Given data |
//! # Prompt Results and Progress
//!
//! [`PromptResult`] is the terminal outcome of one prompt's attempt sequence
//! within a run. [`BatchProgress`] is always derived from a result set and is
//! never stored on its own.

use chrono::{DateTime, Utc};
use serde::{Deserialize, Serialize};
use serde_json::Value;

/// Terminal outcome for one prompt, produced exactly once per run
#[derive(Debug, Clone, PartialEq, Serialize, Deserialize)]
#[serde(rename_all = "camelCase")]
pub struct PromptResult {
    pub prompt_id: String,
    pub success: bool,
    /// Raw payload returned by the backend's `/prompt/submit`
    pub result: Option<Value>,
    pub error: Option<String>,
    pub processed_at: DateTime<Utc>,
    pub processing_time_ms: u64,
    /// Attempts made, including the final one
    pub attempts: u32,
}

impl PromptResult {
    pub fn succeeded(
        prompt_id: impl Into<String>,
        result: Value,
        processing_time_ms: u64,
        attempts: u32,
    ) -> Self {
        Self {
            prompt_id: prompt_id.into(),
            success: true,
            result: Some(result),
            error: None,
            processed_at: Utc::now(),
            processing_time_ms,
            attempts,
        }
    }

    pub fn failed(
        prompt_id: impl Into<String>,
        error: impl Into<String>,
        processing_time_ms: u64,
        attempts: u32,
    ) -> Self {
        Self {
            prompt_id: prompt_id.into(),
            success: false,
            result: None,
            error: Some(error.into()),
            processed_at: Utc::now(),
            processing_time_ms,
            attempts,
        }
    }
}

/// Progress counters for a batch; `completed` counts successes only
#[derive(Debug, Clone, Copy, PartialEq, Eq, Default, Serialize, Deserialize)]
pub struct BatchProgress {
    pub total: usize,
    pub completed: usize,
    pub failed: usize,
    pub processing: usize,
    pub pending: usize,
}

impl BatchProgress {
    /// Derive counters from a result set plus the number of prompts in flight
    pub fn from_results(total: usize, results: &[PromptResult], processing: usize) -> Self {
        let completed = results.iter().filter(|r| r.success).count();
        let failed = results.len() - completed;
        let processing = processing.min(total.saturating_sub(results.len()));
        Self {
            total,
            completed,
            failed,
            processing,
            pending: total.saturating_sub(completed + failed + processing),
        }
    }

    /// Prompts with a terminal result
    pub fn finished(&self) -> usize {
        self.completed + self.failed
    }

    pub fn percentage(&self) -> f64 {
        if self.total == 0 {
            return 0.0;
        }
        (self.finished() as f64 / self.total as f64) * 100.0
    }
}
//! Backend registry and selection services.

pub mod backend_registry;
pub mod backend_selector;

pub use backend_registry::BackendRegistry;
pub use backend_selector::BackendSelector;
//! # Batch Orchestrator
//!
//! Top-level coordinator for batch runs.
//!
//! ## Overview
//!
//! A run validates the batch, claims the single system-wide run slot, resolves
//! the target platform, persists and verifies the batch row, then drives the
//! [`TaskQueue`] with a [`PromptDispatcher`] as its worker. Every status change
//! goes through [`BatchStateMachine`] and is persisted.
//!
//! ## Run lifecycle
//!
//! ```text
//! validate → claim slot → submit (pending) → resolve platform → save + verify
//!          → start (running) → task queue → completed | failed | stopped
//! ```
//!
//! ## Failure policy
//!
//! - Per-prompt failures are retried by the queue and end up in results; the
//!   batch fails with an aggregate "N of M prompts failed" message.
//! - No backend available aborts the run: prompts without a result are
//!   recorded as failed and the error is returned to the caller.
//! - Store operations are retried once; a second failure fails the batch and
//!   is returned to the caller.
//! - Stop is not an error: unstarted prompts stay pending and the run ends
//!   `stopped`.

use super::backoff::BackoffPolicy;
use super::dispatcher::{LaunchSettings, PromptDispatcher};
use super::run_tracker::{LogLevel, RunLogEntry, RunTracker};
use super::task_queue::{QueueControl, QueueEvent, QueueTermination, TaskQueue, TaskQueueConfig};
use crate::client::BackendClient;
use crate::config::AutomationConfig;
use crate::constants::{defaults, messages, operations};
use crate::error::{AutomationError, AutomationResult};
use crate::logging::{log_batch_operation, log_error};
use crate::models::{Batch, BatchProgress, PromptResult};
use crate::persistence::{BatchStore, StoreError, StoreResult};
use crate::platform::{detect_platform, PlatformId};
use crate::services::BackendRegistry;
use crate::state_machine::{BatchEvent, BatchStateMachine, BatchStatus};
use dashmap::DashMap;
use parking_lot::Mutex;
use serde::{Deserialize, Serialize};
use std::collections::VecDeque;
use std::sync::Arc;
use tracing::{debug, info, warn};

What the exercise asks |
All entries given above are to be printed again exactly.

Result of this exercise |
//! # Prompt Results and Progress
//!
//! [`PromptResult`] is the terminal outcome of one prompt's attempt sequence
//! within a run. [`BatchProgress`] is always derived from a result set and is
//! never stored on its own.

use chrono::{DateTime, Utc};
use serde::{Deserialize, Serialize};
use serde_json::Value;

/// Terminal outcome for one prompt, produced exactly once per run
#[derive(Debug, Clone, PartialEq, Serialize, Deserialize)]
#[serde(rename_all = "camelCase")]
pub struct PromptResult {
    pub prompt_id: String,
    pub success: bool,
    /// Raw payload returned by the backend's `/prompt/submit`
    pub result: Option<Value>,
    pub error: Option<String>,
    pub processed_at: DateTime<Utc>,
    pub processing_time_ms: u64,
    /// Attempts made, including the final one
    pub attempts: u32,
}

impl PromptResult {
    pub fn succeeded(
        prompt_id: impl Into<String>,
        result: Value,
        processing_time_ms: u64,
        attempts: u32,
    ) -> Self {
        Self {
            prompt_id: prompt_id.into(),
            success: true,
            result: Some(result),
            error: None,
            processed_at: Utc::now(),
            processing_time_ms,
            attempts,
        }
    }

    pub fn failed(
        prompt_id: impl Into<String>,
        error: impl Into<String>,
        processing_time_ms: u64,
        attempts: u32,
    ) -> Self {
        Self {
            prompt_id: prompt_id.into(),
            success: false,
            result: None,
            error: Some(error.into()),
            processed_at: Utc::now(),
            processing_time_ms,
            attempts,
        }
    }
}

/// Progress counters for a batch; `completed` counts successes only
#[derive(Debug, Clone, Copy, PartialEq, Eq, Default, Serialize, Deserialize)]
pub struct BatchProgress {
    pub total: usize,
    pub completed: usize,
    pub failed: usize,
    pub processing: usize,
    pub pending: usize,
}

impl BatchProgress {
    /// Derive counters from a result set plus the number of prompts in flight
    pub fn from_results(total: usize, results: &[PromptResult], processing: usize) -> Self {
        let completed = results.iter().filter(|r| r.success).count();
        let failed = results.len() - completed;
        let processing = processing.min(total.saturating_sub(results.len()));
        Self {
            total,
            completed,
            failed,
            processing,
            pending: total.saturating_sub(completed + failed + processing),
        }
    }

    /// Prompts with a terminal result
    pub fn finished(&self) -> usize {
        self.completed + self.failed
    }

    pub fn percentage(&self) -> f64 {
        if self.total == 0 {
            return 0.0;
        }
        (self.finished() as f64 / self.total as f64) * 100.0
    }
}
//! Backend registry and selection services.

pub mod backend_registry;
pub mod backend_selector;

pub use backend_registry::BackendRegistry;
pub use backend_selector::BackendSelector;
//! # Batch Orchestrator
//!
//! Top-level coordinator for batch runs.
//!
//! ## Overview
//!
//! A run validates the batch, claims the single system-wide run slot, resolves
//! the target platform, persists and verifies the batch row, then drives the
//! [`TaskQueue`] with a [`PromptDispatcher`] as its worker. Every status change
//! goes through [`BatchStateMachine`] and is persisted.
//!
//! ## Run lifecycle
//!
//! ```text
//! validate → claim slot → submit (pending) → resolve platform → save + verify
//!          → start (running) → task queue → completed | failed | stopped
//! ```
//!
//! ## Failure policy
//!
//! - Per-prompt failures are retried by the queue and end up in results; the
//!   batch fails with an aggregate "N of M prompts failed" message.
//! - No backend available aborts the run: prompts without a result are
//!   recorded as failed and the error is returned to the caller.
//! - Store operations are retried once; a second failure fails the batch and
//!   is returned to the caller.
//! - Stop is not an error: unstarted prompts stay pending and the run ends
//!   `stopped`.

use super::backoff::BackoffPolicy;
use super::dispatcher::{LaunchSettings, PromptDispatcher};
use super::run_tracker::{LogLevel, RunLogEntry, RunTracker};
use super::task_queue::{QueueControl, QueueEvent, QueueTermination, TaskQueue, TaskQueueConfig};
use crate::client::BackendClient;
use crate::config::AutomationConfig;
use crate::constants::{defaults, messages, operations};
use crate::error::{AutomationError, AutomationResult};
use crate::logging::{log_batch_operation, log_error};
use crate::models::{Batch, BatchProgress, PromptResult};
use crate::persistence::{BatchStore, StoreError, StoreResult};
use crate::platform::{detect_platform, PlatformId};
use crate::services::BackendRegistry;
use crate::state_machine::{BatchEvent, BatchStateMachine, BatchStatus};
use dashmap::DashMap;
use parking_lot::Mutex;
use serde::{Deserialize, Serialize};
use std::collections::VecDeque;
use std::sync::Arc;
use tracing::{debug, info, warn};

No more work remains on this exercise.